2. Bölüm "Tanışma"

74.3K 2.9K 810
                                    

Instagram: dolunaayyz

Hâlâ gözlerimizi inatla birbirimizden çekmezken yanımızdan gelen boğaz temizleme sesiyle gözlerimi çektim. Kahve gözlere sahip olan Araftan kısa siyah saçlı adam yüzündeki ufak tebessümle bana bakıyordu.

"Hoşgeldin mahallemize."

Gülümseyerek başımla selam veridiğimde elini tokalaşmak adına uzattı.
"Özgür ben."

"Dila."

"Dila sevgilim olur kendileri, hayatım Dila da artık yakın arkadaşım."
Aslının gözlerinden okunuyordu Özgürü sevdiği.
Hoş Özgürün de öyle, ikisi de birbirlerine bir nadide esere bakar gibi bakıyordu.
"Öyle mi? Çok sevindim."

Önüme uzatılan başka bir el ile yavaş yavaş gözlerimi elin sahibine çıkardım. Mavi gözler dikkatle bana bakıyordu.
"Biz tanışmadık."
Özgür ve Aslı dikkatle bize bakarken tek kaşımı havaya kaldırarak Araf'a bakmaya devam ettim.
Tabiki de onun elini sıkmayacaktım. Kaba hareketlerini unutacak değildi.

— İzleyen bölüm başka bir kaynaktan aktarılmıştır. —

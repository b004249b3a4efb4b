//! Queue client: wires the reconciliation reducer to a live event channel.
//!
//! The client owns a [`Store`] running [`QueueReducer`], a consumer task
//! that decodes global-topic messages into actions, and the initial bulk
//! loads. Rendering code polls [`QueueClient::snapshot`].

use crate::view::{
    PartitionSource, QueueAction, QueueEnvironment, QueueReducer, QueueSettings, QueueState,
};
use futures::StreamExt;
use officehours_core::channel::{ChannelError, EventChannel};
use officehours_core::event::{LifecycleEvent, GLOBAL_TOPIC};
use officehours_core::types::TicketStatus;
use officehours_runtime::Store;
use std::sync::Arc;
use tokio::task::JoinHandle;

/// The store type driving the queue view.
pub type QueueStore = Store<QueueState, QueueAction, QueueEnvironment, QueueReducer>;

/// A running queue view bound to an event channel.
pub struct QueueClient {
    store: QueueStore,
    consumer: JoinHandle<()>,
}

impl QueueClient {
    /// Subscribe to the global topic and seed the visible partitions.
    ///
    /// Subscribes before the bulk loads start, so an event that lands while
    /// a fetch is in flight is never missed — at worst it is applied first
    /// and the stale fetch row is dropped by the reducer.
    ///
    /// `track_pending` controls whether the Pending partition is loaded
    /// (staff viewers with the moderation stage enabled).
    ///
    /// # Errors
    ///
    /// Returns [`ChannelError`] if the subscription cannot be established.
    pub async fn start(
        source: Arc<dyn PartitionSource>,
        settings: Arc<dyn QueueSettings>,
        channel: Arc<dyn EventChannel>,
        track_pending: bool,
    ) -> Result<Self, ChannelError> {
        let store = Store::new(
            QueueState::new(),
            QueueReducer::new(),
            QueueEnvironment::new(source, settings),
        );

        let mut stream = channel.subscribe(&[GLOBAL_TOPIC]).await?;
        let consumer_store = store.clone();
        let consumer = tokio::spawn(async move {
            while let Some(item) = stream.next().await {
                match item {
                    Ok(message) => match LifecycleEvent::decode(&message) {
                        Ok(Some(event)) => {
                            consumer_store.send(QueueAction::Channel(event)).await;
                        },
                        // Unknown names are future event types; skip them.
                        Ok(None) => {
                            tracing::debug!(name = %message.name, "ignoring unknown event");
                        },
                        Err(error) => {
                            tracing::warn!(%error, "dropping malformed event");
                        },
                    },
                    Err(error) => {
                        tracing::warn!(%error, "event stream error");
                    },
                }
            }
            tracing::debug!("event stream ended");
        });

        store
            .send(QueueAction::LoadPartition {
                status: TicketStatus::Open,
            })
            .await;
        store
            .send(QueueAction::LoadPartition {
                status: TicketStatus::Assigned,
            })
            .await;
        if track_pending {
            store
                .send(QueueAction::LoadPartition {
                    status: TicketStatus::Pending,
                })
                .await;
        }

        Ok(Self { store, consumer })
    }

    /// A copy of the current view state.
    pub async fn snapshot(&self) -> QueueState {
        self.store.state(Clone::clone).await
    }

    /// The underlying store, for tests that need to settle effects.
    #[must_use]
    pub const fn store(&self) -> &QueueStore {
        &self.store
    }

    /// Stop the consumer task.
    pub fn shutdown(self) {
        self.consumer.abort();
    }
}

"Sizinle tanışmama lüzum yok."

Araf'ın anında kaşları çatılırken Özgür'ün şaşkınlıkla kaşlarını havaya kaldırdığına şahit oldum.
"Bu da ne demek?"
Sert sesi irkilmeme neden olurken yine de kendimden taviz vermeyerek çenemi dikleştirdim.

"Sizi tanımak istemiyorum demek."

Kaşları yine anlamamazlıkla çatıldı, başını yana doğru yatırarak gözleri kısılı yüzümü seyretti.
"Sebep?"

"Sebep belki de bana durduk yere olan kaba tavırlarınızdandır? Sadece yaşanan olaydan dolayı bana hesap sormaya kalkmanızdandır belki de? Ne derdiniz," dediğimde başını başka tarafa doğru çevirerek derin bir nefes aldı ve dilini aheste aheste dudaklarında gezdirdi. Gözlerime hakim olamadım, bakışlarım bir süre ıslak dudaklarında durduğunda nefesim kendiliğinden hızlandı.

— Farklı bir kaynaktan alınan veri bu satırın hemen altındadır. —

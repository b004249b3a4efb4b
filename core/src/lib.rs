//! # Office Hours Core
//!
//! Domain types and core traits for the office-hours help queue.
//!
//! This crate holds everything the rest of the workspace agrees on:
//!
//! - **Types**: the [`types::Ticket`] entity, its identifiers, statuses and
//!   categories.
//! - **Events**: the [`event::LifecycleEvent`] union and its JSON wire
//!   codec, plus per-ticket [`event::TicketSignal`]s.
//! - **Channel**: the [`channel::EventChannel`] publish/subscribe contract.
//! - **Reducer**: the [`reducer::Reducer`] trait and [`reducer::Effect`]
//!   descriptions used by the client-side queue view.
//! - **Environment**: injected dependencies ([`environment::Clock`]).
//!
//! ## Architecture principles
//!
//! - Functional core, imperative shell
//! - Explicit effects (no hidden I/O)
//! - Dependency injection via environment traits

pub mod channel;
pub mod environment;
pub mod event;
pub mod reducer;
pub mod types;

// Re-export commonly used types
pub use chrono::{DateTime, Utc};
pub use smallvec::{SmallVec, smallvec};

Başımı zorlukla başka bir tarafa çevirdim. O, etkileyici bir adamdı ve ben manyak gibi onun her hareketini izliyordum. Bu yanlıştı,
"Öğrendiniz mi bari? Mahalleden miymişim?" dedim ve yüzüne doğru eğilerek, "Delikanlı." diye fısıldadım.

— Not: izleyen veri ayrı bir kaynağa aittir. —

//! # Office Hours Postgres
//!
//! `PostgreSQL`-backed [`TicketStore`] for the office-hours queue.
//!
//! The store's one interesting obligation is the conditional batch
//! transition: the status check and the write are a single
//! `UPDATE … WHERE id = ANY($ids) AND status = $expected` inside a
//! transaction. If the row count comes back short, some ticket was missing
//! or already past the precondition — the transaction rolls back and the
//! offending ids are reported, leaving the batch untouched.

use chrono::{DateTime, Utc};
use officehours_core::types::{
    AssignmentId, LocationId, Ticket, TicketId, TicketStatus, TicketType, UserId,
};
use officehours_engine::store::{
    NewTicketRecord, StoreError, StoreFuture, TicketStore, Transition,
};
use sqlx::postgres::{PgPool, PgPoolOptions, PgRow};
use sqlx::Row;
use uuid::Uuid;

/// Schema applied by [`PostgresTicketStore::ensure_schema`].
const SCHEMA: &str = include_str!("../migrations/0001_tickets.sql");

/// Columns selected whenever a full ticket row is needed.
const TICKET_COLUMNS: &str = "id, description, ticket_type, status, is_public, created_at, \
     helped_at, resolved_at, created_by, created_by_name, helped_by, helped_by_name, \
     assignment_id, assignment_name, location_id, location_name, location_description, \
     personal_queue_name";

/// `PostgreSQL` ticket store.
#[derive(Clone)]
pub struct PostgresTicketStore {
    pool: PgPool,
}

impl PostgresTicketStore {
    /// Connect to the database.
    ///
    /// # Errors
    ///
    /// Returns [`StoreError::Backend`] if the connection cannot be
    /// established.
    pub async fn connect(url: &str) -> Result<Self, StoreError> {
        let pool = PgPoolOptions::new()
            .max_connections(10)
            .connect(url)
            .await
            .map_err(backend)?;
        Ok(Self { pool })
    }

    /// Wrap an existing pool.
    #[must_use]
    pub const fn new(pool: PgPool) -> Self {
        Self { pool }
    }

    /// Access the underlying connection pool.
    #[must_use]
    pub const fn pool(&self) -> &PgPool {
        &self.pool
    }

    /// Apply the ticket schema if it does not exist yet.
    ///
    /// # Errors
    ///
    /// Returns [`StoreError::Backend`] if a statement fails.
    pub async fn ensure_schema(&self) -> Result<(), StoreError> {
        for statement in SCHEMA.split(';').map(str::trim).filter(|s| !s.is_empty()) {
            sqlx::query(statement)
                .execute(&self.pool)
                .await
                .map_err(backend)?;
        }
        Ok(())
    }
}

fn backend(error: sqlx::Error) -> StoreError {
    StoreError::Backend(error.to_string())
}

fn status_str(status: TicketStatus) -> &'static str {
    match status {
        TicketStatus::Pending => "PENDING",
        TicketStatus::Open => "OPEN",
        TicketStatus::Assigned => "ASSIGNED",
        TicketStatus::Resolved => "RESOLVED",
    }
}

fn status_from(raw: &str) -> Result<TicketStatus, StoreError> {
    match raw {
        "PENDING" => Ok(TicketStatus::Pending),
        "OPEN" => Ok(TicketStatus::Open),
        "ASSIGNED" => Ok(TicketStatus::Assigned),
        "RESOLVED" => Ok(TicketStatus::Resolved),
        other => Err(StoreError::Backend(format!("unknown status '{other}'"))),
    }
}

fn type_str(ticket_type: TicketType) -> &'static str {
    match ticket_type {
        TicketType::Debugging => "DEBUGGING",
        TicketType::Conceptual => "CONCEPTUAL",
        TicketType::Checkoff => "CHECKOFF",
    }
}

fn type_from(raw: &str) -> Result<TicketType, StoreError> {
    match raw {
        "DEBUGGING" => Ok(TicketType::Debugging),
        "CONCEPTUAL" => Ok(TicketType::Conceptual),
        "CHECKOFF" => Ok(TicketType::Checkoff),
        other => Err(StoreError::Backend(format!("unknown ticket type '{other}'"))),
    }
}

fn ticket_from_row(row: &PgRow) -> Result<Ticket, StoreError> {
    let status: String = row.try_get("status").map_err(backend)?;
    let ticket_type: String = row.try_get("ticket_type").map_err(backend)?;
    let created_by: Uuid = row.try_get("created_by").map_err(backend)?;
    let helped_by: Option<Uuid> = row.try_get("helped_by").map_err(backend)?;

    Ok(Ticket {
        id: TicketId::new(row.try_get::<i64, _>("id").map_err(backend)?),
        description: row.try_get("description").map_err(backend)?,
        ticket_type: type_from(&ticket_type)?,
        status: status_from(&status)?,
        is_public: row.try_get("is_public").map_err(backend)?,
        created_at: row.try_get("created_at").map_err(backend)?,
        helped_at: row.try_get("helped_at").map_err(backend)?,
        resolved_at: row.try_get("resolved_at").map_err(backend)?,
        created_by: UserId::from_uuid(created_by),
        created_by_name: row.try_get("created_by_name").map_err(backend)?,
        helped_by: helped_by.map(UserId::from_uuid),
        helped_by_name: row.try_get("helped_by_name").map_err(backend)?,
        assignment_id: AssignmentId::new(row.try_get::<i64, _>("assignment_id").map_err(backend)?),
        assignment_name: row.try_get("assignment_name").map_err(backend)?,
        location_id: LocationId::new(row.try_get::<i64, _>("location_id").map_err(backend)?),
        location_name: row.try_get("location_name").map_err(backend)?,
        location_description: row.try_get("location_description").map_err(backend)?,
        personal_queue_name: row.try_get("personal_queue_name").map_err(backend)?,
    })
}

impl TicketStore for PostgresTicketStore {
    fn create(&self, record: NewTicketRecord) -> StoreFuture<'_, Ticket> {
        Box::pin(async move {
            let sql = format!(
                "INSERT INTO tickets (description, ticket_type, status, is_public, created_at, \
                 created_by, created_by_name, assignment_id, assignment_name, location_id, \
                 location_name, location_description, personal_queue_name) \
                 VALUES ($1, $2, $3, $4, $5, $6, $7, $8, $9, $10, $11, $12, $13) \
                 RETURNING {TICKET_COLUMNS}"
            );
            let row = sqlx::query(&sql)
                .bind(&record.description)
                .bind(type_str(record.ticket_type))
                .bind(status_str(record.status))
                .bind(record.is_public)
                .bind(record.created_at)
                .bind(record.created_by.as_uuid())
                .bind(&record.created_by_name)
                .bind(record.assignment_id.value())
                .bind(&record.assignment_name)
                .bind(record.location_id.value())
                .bind(&record.location_name)
                .bind(&record.location_description)
                .bind(&record.personal_queue_name)
                .fetch_one(&self.pool)
                .await
                .map_err(backend)?;
            ticket_from_row(&row)
        })
    }

    fn get(&self, id: TicketId) -> StoreFuture<'_, Option<Ticket>> {
        Box::pin(async move {
            let sql = format!("SELECT {TICKET_COLUMNS} FROM tickets WHERE id = $1");
            let row = sqlx::query(&sql)
                .bind(id.value())
                .fetch_optional(&self.pool)
                .await
                .map_err(backend)?;
            row.as_ref().map(ticket_from_row).transpose()
        })
    }

    fn list_by_status(&self, status: TicketStatus) -> StoreFuture<'_, Vec<Ticket>> {
        Box::pin(async move {
            let sql = format!(
                "SELECT {TICKET_COLUMNS} FROM tickets WHERE status = $1 ORDER BY id"
            );
            let rows = sqlx::query(&sql)
                .bind(status_str(status))
                .fetch_all(&self.pool)
                .await
                .map_err(backend)?;
            rows.iter().map(ticket_from_row).collect()
        })
    }

    fn active_ticket_for(&self, creator: UserId) -> StoreFuture<'_, Option<Ticket>> {
        Box::pin(async move {
            let sql = format!(
                "SELECT {TICKET_COLUMNS} FROM tickets \
                 WHERE created_by = $1 AND status <> 'RESOLVED' \
                 ORDER BY id LIMIT 1"
            );
            let row = sqlx::query(&sql)
                .bind(creator.as_uuid())
                .fetch_optional(&self.pool)
                .await
                .map_err(backend)?;
            row.as_ref().map(ticket_from_row).transpose()
        })
    }

    fn last_resolved_at(&self, creator: UserId) -> StoreFuture<'_, Option<DateTime<Utc>>> {
        Box::pin(async move {
            let row = sqlx::query(
                "SELECT MAX(resolved_at) AS last_resolved FROM tickets WHERE created_by = $1",
            )
            .bind(creator.as_uuid())
            .fetch_one(&self.pool)
            .await
            .map_err(backend)?;
            row.try_get::<Option<DateTime<Utc>>, _>("last_resolved")
                .map_err(backend)
        })
    }

    fn transition(&self, ids: &[TicketId], transition: Transition) -> StoreFuture<'_, Vec<Ticket>> {
        let mut unique: Vec<i64> = Vec::with_capacity(ids.len());
        for id in ids {
            if !unique.contains(&id.value()) {
                unique.push(id.value());
            }
        }

        Box::pin(async move {
            let expected = transition.expected();
            let mut tx = self.pool.begin().await.map_err(backend)?;

            // One conditional update covers the whole batch; the row count
            // tells us whether every target satisfied the precondition.
            let update = match &transition {
                Transition::Approve => sqlx::query(
                    "UPDATE tickets SET status = 'OPEN' \
                     WHERE id = ANY($1) AND status = 'PENDING'",
                )
                .bind(&unique),
                Transition::Assign {
                    helper,
                    helper_name,
                    at,
                } => sqlx::query(
                    "UPDATE tickets SET status = 'ASSIGNED', helped_by = $2, \
                     helped_by_name = $3, helped_at = COALESCE(helped_at, $4) \
                     WHERE id = ANY($1) AND status = 'OPEN'",
                )
                .bind(&unique)
                .bind(helper.as_uuid())
                .bind(helper_name)
                .bind(at),
                Transition::Resolve { at } => sqlx::query(
                    "UPDATE tickets SET status = 'RESOLVED', resolved_at = $2 \
                     WHERE id = ANY($1) AND status = 'ASSIGNED'",
                )
                .bind(&unique)
                .bind(at),
                Transition::Requeue => sqlx::query(
                    "UPDATE tickets SET status = 'OPEN', helped_by = NULL, \
                     helped_by_name = NULL \
                     WHERE id = ANY($1) AND status = 'ASSIGNED'",
                )
                .bind(&unique),
                Transition::Reopen => sqlx::query(
                    "UPDATE tickets SET status = 'OPEN', resolved_at = NULL \
                     WHERE id = ANY($1) AND status = 'RESOLVED'",
                )
                .bind(&unique),
            };

            let affected = update.execute(&mut *tx).await.map_err(backend)?.rows_affected();

            #[allow(clippy::cast_possible_truncation)]
            if affected as usize != unique.len() {
                tx.rollback().await.map_err(backend)?;
                return Err(self.diagnose_failure(&unique, expected).await);
            }

            let sql = format!("SELECT {TICKET_COLUMNS} FROM tickets WHERE id = ANY($1)");
            let rows = sqlx::query(&sql)
                .bind(&unique)
                .fetch_all(&mut *tx)
                .await
                .map_err(backend)?;
            tx.commit().await.map_err(backend)?;

            let mut fetched = rows
                .iter()
                .map(ticket_from_row)
                .collect::<Result<Vec<_>, _>>()?;

            // Return in the order the ids were given.
            let mut ordered = Vec::with_capacity(unique.len());
            for id in &unique {
                if let Some(pos) = fetched.iter().position(|t| t.id.value() == *id) {
                    ordered.push(fetched.swap_remove(pos));
                }
            }
            Ok(ordered)
        })
    }
}

impl PostgresTicketStore {
    /// Work out why a conditional batch update fell short: a missing id
    /// beats a status mismatch in the report, matching the in-memory store.
    async fn diagnose_failure(&self, ids: &[i64], expected: TicketStatus) -> StoreError {
        let rows = match sqlx::query("SELECT id, status FROM tickets WHERE id = ANY($1)")
            .bind(ids)
            .fetch_all(&self.pool)
            .await
        {
            Ok(rows) => rows,
            Err(error) => return backend(error),
        };

        let mut found = Vec::with_capacity(rows.len());
        let mut mismatched = Vec::new();
        for row in &rows {
            let id: i64 = match row.try_get("id") {
                Ok(id) => id,
                Err(error) => return backend(error),
            };
            let status: String = match row.try_get("status") {
                Ok(status) => status,
                Err(error) => return backend(error),
            };
            found.push(id);
            if status != status_str(expected) {
                mismatched.push(TicketId::new(id));
            }
        }

        for id in ids {
            if !found.contains(id) {
                return StoreError::NotFound(TicketId::new(*id));
            }
        }

        StoreError::PreconditionFailed {
            expected,
            ids: mismatched,
        }
    }
}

Yüzü anında değişirken dişlerini sıktığını yanaklarındaki çukurlardan anlıyordum. Fazla sinirliydi. Yoksa ona ilk defa baş kaldıran birisi olduğum için mi böyleydi? Alayla gülümsedim. Bu mahallede nasıl herkes ona itaat ediyordu çözememiştim. Bunu görmemiştim çünkü taşınalı daha saatler olmuştu ve başıma gelen şeye de bakın...

"Anlaşılan yürek yemişsin. Benimle kimse böyle konuşamaz."

"Kimsin sen?"

"Bu mahallenin kralı."

Yüzümde hiçbir değişim olmazken omuz silkerek kollarımı göğsümün üzerinde bağladım. Gözleri bir anlığına belirginleşen göğüslerime düştü.
"Bu hiçbir şeyi değiştirmez. İster devlet başkanı ol yine tavrım aynı olur. Sen bana nasıl davranmam gerektiğini söyleyemezsin."

"Öyle mi?"
Başımı ağır ağır salladığım sırada alnındaki damarın dışarıya doğru fışkıracak gibi attığını gördüm.
Sinirlenmişti. Ona baş kaldırmama sinirlenmişti.
"Sen abime kafa mı tuttun?"

Özgür inanmayan gözlerle bana bakarken başımı sallayarak Araf'ın beni öldüren gözlerine baktım.
"Ben kimseden emir almam. Bunu o kafana sok, bir kadınla nasıl konuşulacağını öğren, öyle konuşalım kaba herif."

Arkamı dönüp gidecekken bundan vazgeçip son kez gözlerimi Araf'ın deniz mavisi gözlerine değdirdim.

"Ha bu arada, ben Dila Güneş. Tanıştığımıza hiç memnun olmadım Araf Kozcu."